Houston Methodist. Leading Medicine

Knee News

Something Fishy in the Knee after UKA

Unicompartmental knee arthroplasty (UKA) is the replacement of just one side of a knee joint. It's used most often for osteoarthritic changes on one side of the femur. The femur is the thighbone, which has two rounded, knuckle-like projections where it meets the knee. These bumps are called condyles. The condyles form the top half of the knee joint. A UKA
replaces one of the condyles.

These authors report the case of a 66-year-old woman who had a lateral UKA. In a lateral UKA, the outer condyle of the knee joint is replaced. Everything went well for about 16 months. Then she started having pain along the outside edge of her knee. It was persistent, especially when she bent her knee. The doctors thought there might be a loose piece of cement or plastic in the joint.

An arthroscopic exam was done. In this procedure, the doctors insert a long, thin instrument with a tiny camera into the joint.
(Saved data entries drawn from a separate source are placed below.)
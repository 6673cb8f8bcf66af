use super::*;

use crate::Formula;

#[derive(Debug, Clone, PartialEq)]
pub struct ListRecords {
    /// Which table to list
    pub table: TableId,

    /// Only return records matching this formula. `None` returns the whole
    /// table.
    pub filter: Option<Formula>,
}

impl From<ListRecords> for Operation {
    fn from(value: ListRecords) -> Self {
        Self::ListRecords(value)
    }
}
use super::*;

use crate::RecordId;

#[derive(Debug, Clone, PartialEq)]
pub struct GetRecord {
    /// Which table to get from
    pub table: TableId,

    /// Which record to fetch
    pub id: RecordId,
}

impl From<GetRecord> for Operation {
    fn from(value: GetRecord) -> Self {
        Self::GetRecord(value)
    }
}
The camera projects onto a TV screen so the doctor can see the inside of the knee. In this case, the doctors could see that her meniscus (cartilage) was getting caught between two parts of the implant.

A special hook was used to free the meniscus. It was then shaved down so it couldn't get caught again. The patient was pain-free right after the operation. By the end of two weeks she had almost all her motion back. Within six months she had regained her knee strength as well. The authors conclude that arthroscopic exams can be done after a UKA. Care must be taken to avoid infection, but the operation is safe and simple.

Mian Munawar Shah, FRCS, and Shamael Ahmed Yunus, FRCS. Bucket-Handle Tear in Retained Meniscus after Unicompartmental Knee Arthroplasty: A Case Report. In Arthroplasty. August 2003. Vol. 18. No. 5. Pp. E51-E53.